== Data for this exercise
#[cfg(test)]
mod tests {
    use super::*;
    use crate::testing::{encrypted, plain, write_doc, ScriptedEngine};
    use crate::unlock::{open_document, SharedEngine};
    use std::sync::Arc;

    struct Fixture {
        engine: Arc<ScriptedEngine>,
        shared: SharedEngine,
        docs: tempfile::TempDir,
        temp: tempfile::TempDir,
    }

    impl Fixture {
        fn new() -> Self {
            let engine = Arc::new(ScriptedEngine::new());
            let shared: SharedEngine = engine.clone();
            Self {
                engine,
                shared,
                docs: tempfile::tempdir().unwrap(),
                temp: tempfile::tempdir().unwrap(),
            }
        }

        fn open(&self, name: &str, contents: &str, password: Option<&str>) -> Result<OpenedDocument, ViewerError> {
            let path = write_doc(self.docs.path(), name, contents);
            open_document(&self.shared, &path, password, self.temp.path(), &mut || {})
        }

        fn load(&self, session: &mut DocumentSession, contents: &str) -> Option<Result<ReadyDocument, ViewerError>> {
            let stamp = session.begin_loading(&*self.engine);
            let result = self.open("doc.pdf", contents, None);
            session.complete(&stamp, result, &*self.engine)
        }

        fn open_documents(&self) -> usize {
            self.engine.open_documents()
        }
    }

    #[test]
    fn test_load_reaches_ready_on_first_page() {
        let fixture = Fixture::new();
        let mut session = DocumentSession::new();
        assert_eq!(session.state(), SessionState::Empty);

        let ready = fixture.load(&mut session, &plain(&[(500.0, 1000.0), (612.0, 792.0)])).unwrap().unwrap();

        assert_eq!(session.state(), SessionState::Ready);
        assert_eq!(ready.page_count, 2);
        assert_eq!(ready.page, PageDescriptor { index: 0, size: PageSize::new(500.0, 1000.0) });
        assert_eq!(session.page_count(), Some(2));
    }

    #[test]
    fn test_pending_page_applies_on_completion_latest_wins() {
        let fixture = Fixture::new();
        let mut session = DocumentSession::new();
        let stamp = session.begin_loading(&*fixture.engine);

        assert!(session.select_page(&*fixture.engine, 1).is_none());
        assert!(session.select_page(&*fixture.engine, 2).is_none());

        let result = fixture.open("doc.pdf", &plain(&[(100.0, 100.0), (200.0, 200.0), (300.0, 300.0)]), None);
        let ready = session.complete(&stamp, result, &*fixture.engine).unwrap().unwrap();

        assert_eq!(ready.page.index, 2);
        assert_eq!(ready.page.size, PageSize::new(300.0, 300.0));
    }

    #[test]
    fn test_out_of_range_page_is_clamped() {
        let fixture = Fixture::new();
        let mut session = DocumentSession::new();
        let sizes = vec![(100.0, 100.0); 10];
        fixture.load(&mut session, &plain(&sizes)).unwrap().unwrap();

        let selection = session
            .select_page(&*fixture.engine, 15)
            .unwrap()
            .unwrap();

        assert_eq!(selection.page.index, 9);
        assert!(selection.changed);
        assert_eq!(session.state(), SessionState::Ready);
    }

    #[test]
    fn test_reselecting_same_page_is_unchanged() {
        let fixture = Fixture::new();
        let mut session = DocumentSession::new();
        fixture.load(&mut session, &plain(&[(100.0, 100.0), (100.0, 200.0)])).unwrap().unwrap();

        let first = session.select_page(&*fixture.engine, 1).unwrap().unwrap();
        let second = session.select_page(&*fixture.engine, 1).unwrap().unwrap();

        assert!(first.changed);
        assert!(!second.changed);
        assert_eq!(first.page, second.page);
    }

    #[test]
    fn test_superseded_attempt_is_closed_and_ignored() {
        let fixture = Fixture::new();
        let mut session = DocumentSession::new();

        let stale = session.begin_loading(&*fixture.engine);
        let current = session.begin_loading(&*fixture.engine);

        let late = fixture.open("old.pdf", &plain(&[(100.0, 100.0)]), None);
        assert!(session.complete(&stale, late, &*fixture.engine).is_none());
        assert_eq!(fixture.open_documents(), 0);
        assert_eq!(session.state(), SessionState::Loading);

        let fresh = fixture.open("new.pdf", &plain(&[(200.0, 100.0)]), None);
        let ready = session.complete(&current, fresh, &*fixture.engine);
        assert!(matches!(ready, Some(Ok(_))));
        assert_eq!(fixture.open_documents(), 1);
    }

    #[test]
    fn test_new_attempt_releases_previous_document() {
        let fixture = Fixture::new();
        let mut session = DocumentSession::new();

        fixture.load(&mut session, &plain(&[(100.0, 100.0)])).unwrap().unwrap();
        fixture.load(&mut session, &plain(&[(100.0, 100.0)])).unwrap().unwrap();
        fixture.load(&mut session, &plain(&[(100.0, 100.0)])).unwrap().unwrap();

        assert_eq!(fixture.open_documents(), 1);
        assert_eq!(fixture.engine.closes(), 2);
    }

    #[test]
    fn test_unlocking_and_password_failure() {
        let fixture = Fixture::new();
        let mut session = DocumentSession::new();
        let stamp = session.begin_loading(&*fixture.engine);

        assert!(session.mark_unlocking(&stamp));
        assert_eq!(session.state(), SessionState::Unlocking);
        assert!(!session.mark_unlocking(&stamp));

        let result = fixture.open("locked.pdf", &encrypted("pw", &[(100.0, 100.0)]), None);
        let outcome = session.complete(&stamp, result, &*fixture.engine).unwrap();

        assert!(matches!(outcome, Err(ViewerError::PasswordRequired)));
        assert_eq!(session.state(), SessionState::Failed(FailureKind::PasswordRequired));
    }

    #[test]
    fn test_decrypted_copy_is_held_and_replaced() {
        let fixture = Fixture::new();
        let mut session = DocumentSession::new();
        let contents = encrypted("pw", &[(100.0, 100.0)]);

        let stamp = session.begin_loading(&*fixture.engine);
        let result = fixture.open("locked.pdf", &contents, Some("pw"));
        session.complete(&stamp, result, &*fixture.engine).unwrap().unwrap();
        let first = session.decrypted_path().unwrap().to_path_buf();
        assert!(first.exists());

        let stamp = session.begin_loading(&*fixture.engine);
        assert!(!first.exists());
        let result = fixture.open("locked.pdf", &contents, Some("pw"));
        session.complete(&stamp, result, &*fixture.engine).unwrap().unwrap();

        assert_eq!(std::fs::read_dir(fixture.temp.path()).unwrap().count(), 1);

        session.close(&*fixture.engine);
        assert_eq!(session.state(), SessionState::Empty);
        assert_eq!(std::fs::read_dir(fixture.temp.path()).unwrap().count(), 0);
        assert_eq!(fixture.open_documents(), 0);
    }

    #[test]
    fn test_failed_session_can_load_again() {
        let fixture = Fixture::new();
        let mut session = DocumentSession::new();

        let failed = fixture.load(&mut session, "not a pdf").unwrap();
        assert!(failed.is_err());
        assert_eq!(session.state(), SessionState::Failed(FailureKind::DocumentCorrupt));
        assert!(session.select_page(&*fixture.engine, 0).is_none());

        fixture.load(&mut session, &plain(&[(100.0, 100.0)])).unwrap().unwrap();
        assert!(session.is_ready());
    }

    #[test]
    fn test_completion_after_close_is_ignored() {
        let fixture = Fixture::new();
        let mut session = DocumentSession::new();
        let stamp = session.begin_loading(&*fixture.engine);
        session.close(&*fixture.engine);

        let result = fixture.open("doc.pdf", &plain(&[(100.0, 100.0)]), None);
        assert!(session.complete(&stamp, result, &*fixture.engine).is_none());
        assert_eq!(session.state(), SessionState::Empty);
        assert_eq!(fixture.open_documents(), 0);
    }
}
====
Task to complete →
A word-for-word copy of the data above is the goal, so set it all down again.

Your response →
#[cfg(test)]
mod tests {
    use super::*;
    use crate::testing::{encrypted, plain, write_doc, ScriptedEngine};
    use crate::unlock::{open_document, SharedEngine};
    use std::sync::Arc;

    struct Fixture {
        engine: Arc<ScriptedEngine>,
        shared: SharedEngine,
        docs: tempfile::TempDir,
        temp: tempfile::TempDir,
    }

    impl Fixture {
        fn new() -> Self {
            let engine = Arc::new(ScriptedEngine::new());
            let shared: SharedEngine = engine.clone();
            Self {
                engine,
                shared,
                docs: tempfile::tempdir().unwrap(),
                temp: tempfile::tempdir().unwrap(),
            }
        }

        fn open(&self, name: &str, contents: &str, password: Option<&str>) -> Result<OpenedDocument, ViewerError> {
            let path = write_doc(self.docs.path(), name, contents);
            open_document(&self.shared, &path, password, self.temp.path(), &mut || {})
        }

        fn load(&self, session: &mut DocumentSession, contents: &str) -> Option<Result<ReadyDocument, ViewerError>> {
            let stamp = session.begin_loading(&*self.engine);
            let result = self.open("doc.pdf", contents, None);
            session.complete(&stamp, result, &*self.engine)
        }

        fn open_documents(&self) -> usize {
            self.engine.open_documents()
        }
    }

    #[test]
    fn test_load_reaches_ready_on_first_page() {
        let fixture = Fixture::new();
        let mut session = DocumentSession::new();
        assert_eq!(session.state(), SessionState::Empty);

        let ready = fixture.load(&mut session, &plain(&[(500.0, 1000.0), (612.0, 792.0)])).unwrap().unwrap();

        assert_eq!(session.state(), SessionState::Ready);
        assert_eq!(ready.page_count, 2);
        assert_eq!(ready.page, PageDescriptor { index: 0, size: PageSize::new(500.0, 1000.0) });
        assert_eq!(session.page_count(), Some(2));
    }

    #[test]
    fn test_pending_page_applies_on_completion_latest_wins() {
        let fixture = Fixture::new();
        let mut session = DocumentSession::new();
        let stamp = session.begin_loading(&*fixture.engine);

        assert!(session.select_page(&*fixture.engine, 1).is_none());
        assert!(session.select_page(&*fixture.engine, 2).is_none());

        let result = fixture.open("doc.pdf", &plain(&[(100.0, 100.0), (200.0, 200.0), (300.0, 300.0)]), None);
        let ready = session.complete(&stamp, result, &*fixture.engine).unwrap().unwrap();

        assert_eq!(ready.page.index, 2);
        assert_eq!(ready.page.size, PageSize::new(300.0, 300.0));
    }

    #[test]
    fn test_out_of_range_page_is_clamped() {
        let fixture = Fixture::new();
        let mut session = DocumentSession::new();
        let sizes = vec![(100.0, 100.0); 10];
        fixture.load(&mut session, &plain(&sizes)).unwrap().unwrap();

        let selection = session
            .select_page(&*fixture.engine, 15)
            .unwrap()
            .unwrap();

        assert_eq!(selection.page.index, 9);
        assert!(selection.changed);
        assert_eq!(session.state(), SessionState::Ready);
    }

    #[test]
    fn test_reselecting_same_page_is_unchanged() {
        let fixture = Fixture::new();
        let mut session = DocumentSession::new();
        fixture.load(&mut session, &plain(&[(100.0, 100.0), (100.0, 200.0)])).unwrap().unwrap();

        let first = session.select_page(&*fixture.engine, 1).unwrap().unwrap();
        let second = session.select_page(&*fixture.engine, 1).unwrap().unwrap();

        assert!(first.changed);
        assert!(!second.changed);
        assert_eq!(first.page, second.page);
    }

    #[test]
    fn test_superseded_attempt_is_closed_and_ignored() {
        let fixture = Fixture::new();
        let mut session = DocumentSession::new();

        let stale = session.begin_loading(&*fixture.engine);
        let current = session.begin_loading(&*fixture.engine);

        let late = fixture.open("old.pdf", &plain(&[(100.0, 100.0)]), None);
        assert!(session.complete(&stale, late, &*fixture.engine).is_none());
        assert_eq!(fixture.open_documents(), 0);
        assert_eq!(session.state(), SessionState::Loading);

        let fresh = fixture.open("new.pdf", &plain(&[(200.0, 100.0)]), None);
        let ready = session.complete(&current, fresh, &*fixture.engine);
        assert!(matches!(ready, Some(Ok(_))));
        assert_eq!(fixture.open_documents(), 1);
    }

    #[test]
    fn test_new_attempt_releases_previous_document() {
        let fixture = Fixture::new();
        let mut session = DocumentSession::new();

        fixture.load(&mut session, &plain(&[(100.0, 100.0)])).unwrap().unwrap();
        fixture.load(&mut session, &plain(&[(100.0, 100.0)])).unwrap().unwrap();
        fixture.load(&mut session, &plain(&[(100.0, 100.0)])).unwrap().unwrap();

        assert_eq!(fixture.open_documents(), 1);
        assert_eq!(fixture.engine.closes(), 2);
    }

    #[test]
    fn test_unlocking_and_password_failure() {
        let fixture = Fixture::new();
        let mut session = DocumentSession::new();
        let stamp = session.begin_loading(&*fixture.engine);

        assert!(session.mark_unlocking(&stamp));
        assert_eq!(session.state(), SessionState::Unlocking);
        assert!(!session.mark_unlocking(&stamp));

        let result = fixture.open("locked.pdf", &encrypted("pw", &[(100.0, 100.0)]), None);
        let outcome = session.complete(&stamp, result, &*fixture.engine).unwrap();

        assert!(matches!(outcome, Err(ViewerError::PasswordRequired)));
        assert_eq!(session.state(), SessionState::Failed(FailureKind::PasswordRequired));
    }

    #[test]
    fn test_decrypted_copy_is_held_and_replaced() {
        let fixture = Fixture::new();
        let mut session = DocumentSession::new();
        let contents = encrypted("pw", &[(100.0, 100.0)]);

        let stamp = session.begin_loading(&*fixture.engine);
        let result = fixture.open("locked.pdf", &contents, Some("pw"));
        session.complete(&stamp, result, &*fixture.engine).unwrap().unwrap();
        let first = session.decrypted_path().unwrap().to_path_buf();
        assert!(first.exists());

        let stamp = session.begin_loading(&*fixture.engine);
        assert!(!first.exists());
        let result = fixture.open("locked.pdf", &contents, Some("pw"));
        session.complete(&stamp, result, &*fixture.engine).unwrap().unwrap();

        assert_eq!(std::fs::read_dir(fixture.temp.path()).unwrap().count(), 1);

        session.close(&*fixture.engine);
        assert_eq!(session.state(), SessionState::Empty);
        assert_eq!(std::fs::read_dir(fixture.temp.path()).unwrap().count(), 0);
        assert_eq!(fixture.open_documents(), 0);
    }

    #[test]
    fn test_failed_session_can_load_again() {
        let fixture = Fixture::new();
        let mut session = DocumentSession::new();

        let failed = fixture.load(&mut session, "not a pdf").unwrap();
        assert!(failed.is_err());
        assert_eq!(session.state(), SessionState::Failed(FailureKind::DocumentCorrupt));
        assert!(session.select_page(&*fixture.engine, 0).is_none());

        fixture.load(&mut session, &plain(&[(100.0, 100.0)])).unwrap().unwrap();
        assert!(session.is_ready());
    }

    #[test]
    fn test_completion_after_close_is_ignored() {
        let fixture = Fixture::new();
        let mut session = DocumentSession::new();
        let stamp = session.begin_loading(&*fixture.engine);
        session.close(&*fixture.engine);

        let result = fixture.open("doc.pdf", &plain(&[(100.0, 100.0)]), None);
        assert!(session.complete(&stamp, result, &*fixture.engine).is_none());
        assert_eq!(session.state(), SessionState::Empty);
        assert_eq!(fixture.open_documents(), 0);
    }
}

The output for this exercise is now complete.